I recently gave a short intro of survival models to the team. Here, the goal is to lay out the basics and the motivate the use of survival analysis. Part II covers the Kaplan-Meier Estimator and Part III focuses on the Cox Proportional Hazards Model.
Motivation & Goals
- In many situations we would like to model the first time an event happens (time-to-event data). This could be the failure of a machine, the death of a cancer patient or the cancellation of a subscription. This leads us to estimate functions of survival and hazard (explained below).
- Once we actually managed to estimate survival and hazard functions we want to compare these for different sets of cancer patients, machines or subscribers. Each set could have received a different treatment (e.g. drug). This leads us to apply different statistical tests to compare, for example, the survival functions between groups.

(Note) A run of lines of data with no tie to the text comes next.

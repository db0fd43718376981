//! The per-log flush contract (component 4.H), invoked by the
//! entry-queue/batcher (4.G) on a detached task once a batch is full.
//!
//! Steps (spec §4.H, run under a per-log async mutex so awaits inside the
//! critical section don't block other logs):
//!
//! 1. Read the current tree size from 4.A.
//! 2. Hand the batch's raw entries to the integrator (4.F), which assigns
//!    absolute indices implicitly by appending them in order.
//! 3. Extend the tree (4.F runs entry-bundle writes in parallel internally).
//! 4. Persist `(newSize, newRoot)` via 4.A.
//! 5. Sign and publish a checkpoint for `(newSize, newRoot)`.
//! 6. Broadcast assigned indices to callers.
//! 7. Trigger index-CAR persistence (4.I) on a detached task, carrying the
//!    batch's capability token.
//!
//! Any failure before step 6 fails the whole batch uniformly; nothing is
//! broadcast and the batcher notifies every caller of the same error.

use std::sync::Arc;

use futures::future::BoxFuture;
use tokio::sync::Mutex as AsyncMutex;

use tlog_crypto::{CapabilityToken, CheckpointSigner};
use tlog_persist::Persister;
use tlog_queue::{AppendOutcome, FlushFn, FlushResult, QueuedEntry};
use tlog_storage::StateStore;
use tlog_tree::ResourceStore;
use tlog_types::error::{PipelineError, StorageError};

/// Runs the append flush contract for one log.
pub struct AppendPipeline {
    space_id: String,
    origin: String,
    resources: Arc<ResourceStore>,
    store: Arc<StateStore>,
    signer: Arc<CheckpointSigner>,
    persister: Arc<Persister>,
    lock: AsyncMutex<()>,
}

impl AppendPipeline {
    /// Builds a pipeline for one log. `origin` is the checkpoint origin
    /// line (service prefix + log identifier).
    pub fn new(
        space_id: impl Into<String>,
        origin: impl Into<String>,
        resources: Arc<ResourceStore>,
        store: Arc<StateStore>,
        signer: Arc<CheckpointSigner>,
        persister: Arc<Persister>,
    ) -> Arc<Self> {
        Arc::new(Self {
            space_id: space_id.into(),
            origin: origin.into(),
            resources,
            store,
            signer,
            persister,
            lock: AsyncMutex::new(()),
        })
    }

    /// Adapts this pipeline into a [`FlushFn`] an `EntryBatcher` (4.G) can
    /// dispatch batches to.
    pub fn flush_fn(self: &Arc<Self>) -> FlushFn {
        let this = self.clone();
        Arc::new(move |batch: Vec<QueuedEntry>| -> BoxFuture<'static, FlushResult> {
            let this = this.clone();
            Box::pin(async move { this.flush(batch).await })
        })
    }

    /// The optimistic-concurrency precondition behind `tlog/append`'s
    /// `index_cid` field: the caller's expected head must match the log's
    /// current index-CAR root (both absent is the no-index-yet case).
    pub async fn check_expected_head(&self, expected: Option<&str>) -> Result<(), PipelineError> {
        let (actual_cid, _tree_size) = self.store.get_head().await?;
        let actual = actual_cid.map(|id| id.to_cid_string());
        if expected.map(str::to_string) != actual {
            return Err(PipelineError::HeadMismatch {
                expected: expected.unwrap_or("<none>").to_string(),
                actual: actual.unwrap_or_else(|| "<none>".to_string()),
            });
        }
        Ok(())
    }

    async fn flush(self: Arc<Self>, batch: Vec<QueuedEntry>) -> FlushResult {
        let _guard = self.lock.lock().await;
        match self.flush_locked(&batch).await {
            Ok((outcomes, token)) => {
                for (entry, outcome) in batch.into_iter().zip(outcomes) {
                    entry.respond(Ok(outcome));
                }
                if let Some(token) = token {
                    let persister = self.persister.clone();
                    tokio::spawn(async move {
                        persister.trigger(token);
                    });
                }
                Ok(())
            }
            Err(error) => Err((error, batch)),
        }
    }

    async fn flush_locked(
        &self,
        batch: &[QueuedEntry],
    ) -> Result<(Vec<AppendOutcome>, Option<CapabilityToken>), PipelineError> {
        let state = self
            .store
            .get_log_state()
            .await?
            .ok_or(PipelineError::LogNotFound)?;
        let from_size = state.tree_size;

        let entries: Vec<Vec<u8>> = batch.iter().map(|queued| queued.entry.clone()).collect();
        let token = batch.iter().find_map(|queued| queued.token.clone());

        let result =
            tlog_tree::extend(&self.resources, &self.space_id, from_size, &entries, token.as_ref())
                .await?;

        self.store
            .set_tree_state(result.new_size, result.new_root, now_ms())
            .await?;

        // At-least-once: a retry here is harmless, since checkpoints for
        // the same (size, root) are interchangeable regardless of which
        // signature line wins.
        let checkpoint = self
            .signer
            .sign(&self.origin, result.new_size, &result.new_root)
            .map_err(|error| {
                PipelineError::Persistence(StorageError::Backend(format!("checkpoint signing: {error}")))
            })?;
        self.resources
            .put_checkpoint(&self.space_id, checkpoint.to_bytes(), token.as_ref())
            .await?;

        let outcomes = (0..entries.len())
            .map(|i| AppendOutcome {
                index: from_size + i as u64,
                tree_size: result.new_size,
            })
            .collect();
        Ok((outcomes, token))
    }
}

fn now_ms() -> i64 {
    use std::time::{SystemTime, UNIX_EPOCH};
    SystemTime::now().duration_since(UNIX_EPOCH).unwrap_or_default().as_millis() as i64
}

#[cfg(test)]
mod tests {
    use super::*;
    use async_trait::async_trait;
    use std::collections::HashMap;
    use std::sync::Mutex as StdMutex;

    use tlog_blob::BlobClient;
    use tlog_crypto::{Ability, TokenClaims};
    use tlog_index::{CidIndex, ObjectStore};
    use tlog_types::{BlobError, ContentId};

    struct MemoryBlobClient {
        blobs: StdMutex<HashMap<ContentId, Vec<u8>>>,
    }

    impl MemoryBlobClient {
        fn new() -> Arc<Self> {
            Arc::new(Self { blobs: StdMutex::new(HashMap::new()) })
        }
    }

    #[async_trait]
    impl BlobClient for MemoryBlobClient {
        async fn upload_blob(
            &self,
            _space_id: &str,
            bytes: Vec<u8>,
            _token: &CapabilityToken,
        ) -> Result<ContentId, BlobError> {
            let id = ContentId::of(&bytes);
            self.blobs.lock().expect("lock").insert(id, bytes);
            Ok(id)
        }

        async fn upload_car(
            &self,
            _space_id: &str,
            bytes: Vec<u8>,
            _token: &CapabilityToken,
        ) -> Result<ContentId, BlobError> {
            let id = ContentId::of(&bytes);
            self.blobs.lock().expect("lock").insert(id, bytes);
            Ok(id)
        }

        async fn fetch_blob(&self, content_id: ContentId) -> Result<Vec<u8>, BlobError> {
            self.blobs.lock().expect("lock").get(&content_id).cloned().ok_or(BlobError::NotFound)
        }

        async fn remove_blob(
            &self,
            _space_id: &str,
            digest: ContentId,
            _token: &CapabilityToken,
        ) -> Result<(), BlobError> {
            self.blobs.lock().expect("lock").remove(&digest);
            Ok(())
        }
    }

    fn token() -> CapabilityToken {
        CapabilityToken {
            claims: TokenClaims {
                issuer: "did:key:zSpace".to_string(),
                audience: "did:key:zService".to_string(),
                space_id: "did:key:zSpace".to_string(),
                abilities: Ability::WRITE_SET.to_vec(),
                expires_at_ms: None,
            },
            signature: Vec::new(),
            issuer_public_key: Vec::new(),
            proof: None,
        }
    }

    async fn fixture() -> (Arc<AppendPipeline>, Arc<ResourceStore>, tempfile::TempDir) {
        let dir = tempfile::tempdir().expect("tempdir");
        let store = Arc::new(StateStore::open(dir.path(), "did:key:zSpace").await.expect("open"));
        store.create_log(0).await.expect("create");
        let index = Arc::new(CidIndex::rehydrate(store.clone()).await.expect("rehydrate"));
        let client: Arc<dyn BlobClient> = MemoryBlobClient::new();
        let persister = Persister::new("did:key:zSpace", index.clone(), client.clone(), store.clone());
        let persister_for_dirty = persister.clone();
        let objects = Arc::new(ObjectStore::new(client, index, move || persister_for_dirty.mark_dirty()));
        let resources = Arc::new(ResourceStore::new(objects));
        let signer = Arc::new(CheckpointSigner::generate("node-a").expect("generate"));
        let pipeline = AppendPipeline::new(
            "did:key:zSpace",
            "tlog://node-a/did:key:zSpace",
            resources.clone(),
            store,
            signer,
            persister,
        );
        (pipeline, resources, dir)
    }

    #[tokio::test]
    async fn flushes_a_batch_and_assigns_sequential_indices() {
        let (pipeline, _resources, _dir) = fixture().await;
        let flush = pipeline.flush_fn();

        let (e0, rx0) = QueuedEntry::new(b"one".to_vec(), Some(token()));
        let (e1, rx1) = QueuedEntry::new(b"two".to_vec(), Some(token()));
        flush(vec![e0, e1]).await.expect("flush succeeds");

        let outcome0 = rx0.await.expect("recv").expect("ok");
        let outcome1 = rx1.await.expect("recv").expect("ok");
        assert_eq!(outcome0.index, 0);
        assert_eq!(outcome1.index, 1);
        assert_eq!(outcome0.tree_size, 2);
        assert_eq!(outcome1.tree_size, 2);
    }

    #[tokio::test]
    async fn a_second_batch_continues_from_the_prior_tree_size() {
        let (pipeline, _resources, _dir) = fixture().await;
        let flush = pipeline.flush_fn();

        let (e0, rx0) = QueuedEntry::new(b"one".to_vec(), Some(token()));
        flush(vec![e0]).await.expect("flush succeeds");
        rx0.await.expect("recv").expect("ok");

        let (e1, rx1) = QueuedEntry::new(b"two".to_vec(), Some(token()));
        flush(vec![e1]).await.expect("flush succeeds");
        let outcome1 = rx1.await.expect("recv").expect("ok");
        assert_eq!(outcome1.index, 1);
        assert_eq!(outcome1.tree_size, 2);
    }

    #[tokio::test]
    async fn check_expected_head_matches_absent_head_on_a_fresh_log() {
        let (pipeline, _resources, _dir) = fixture().await;
        assert!(pipeline.check_expected_head(None).await.is_ok());
        let err = pipeline.check_expected_head(Some("bogus")).await.unwrap_err();
        assert!(matches!(err, PipelineError::HeadMismatch { .. }));
    }

    #[tokio::test]
    async fn publishes_a_checkpoint_signed_for_the_new_root() {
        let (pipeline, resources, _dir) = fixture().await;
        let flush = pipeline.flush_fn();
        let (e0, rx0) = QueuedEntry::new(b"one".to_vec(), Some(token()));
        flush(vec![e0]).await.expect("flush succeeds");
        rx0.await.expect("recv").expect("ok");

        let bytes = resources
            .get_checkpoint()
            .await
            .expect("get checkpoint")
            .expect("checkpoint published");
        assert!(!bytes.is_empty());
    }
}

- Lastly, we would like to know how certain explanatory variables are related to the survival time (of a patient). For this setting, the Cox Proportional Hazards Model has been developed.
The Premise - Censoring
The main challenge and the reason why survival models are different from, say empirical estimators, is that they have to deal with censoring. Generally, there are three types of censoring:
- Left Censoring
- we don’t know when true event occurred (e.g. infection at birth) - it was before the discovery
- Right Censoring
- we do not observe the event so that the true survival time is likely longer than what the study observes
- Interval Censoring
- the time of the event is not exactly observed, but bounded between two time points
Right censoring is most commonly encountered and we will focus on right censoring for the remainder of this series. In medical studies, right censoring can occur when a patient moves away (loss to follow-up), the patient stops treatment (drop out) or the termination of the study. See picture below (Kleinbaum, Klein):
Key Metrics
Let’s define some key terms that will be useful for our models:
- Survival Time
- Let $T$ be a nonnegative ($T \leq 0$) random variable (RV) that represents the survival time of the object of study and let $t$ denote the specific value for $T$.
- Censorship
- Let $d = (0, 1)$ denote the RV whether the observation has been censored (=0) or not (=1).
- Survivor Function
- Let $S(t)$ be the survivor function that displays the probability of the object of study surviving longer than time $t$ ($P(T>t)$). Theoretically the curve would look like below (Kleinbaum, Klein):
- By defining the cumulative distribution function (c.d.f) $F(t) = P(T \leq t) = \int_0^t f(x) \,dx$ of T where $f(t)$ equals the probability density function (p.d.f.), we can express the survivor function as $S(t) = P(T>t) = 1 - F(t) = \int_0^\infty f(x) \,dx$
- In practice the survivor function takes the form of steps as can be seen below (Kleinbaum, Klein):
- Hazard Function
-
Let $h(t)$ be the hazard function that provides us with “the instantaneous potential per unit time [rate not probability] for the event to occur, given that the individual has survived up to time t” (Kleinbaum and Klein, 2012):
$\begin{aligned} h(t) = \lim_{\Delta t \rightarrow 0 } \frac{Pr( t \le T \le t + \Delta t \vert T > t)}{\Delta t} \end{aligned}$
- We can imagine the nominator $P(t \leq T \leq t + \Delta t \vert T > t)$ as the probability that the event happens to the object of study in the interval $\left[t, t + \Delta t \right]$ conditional on survival till time $t$.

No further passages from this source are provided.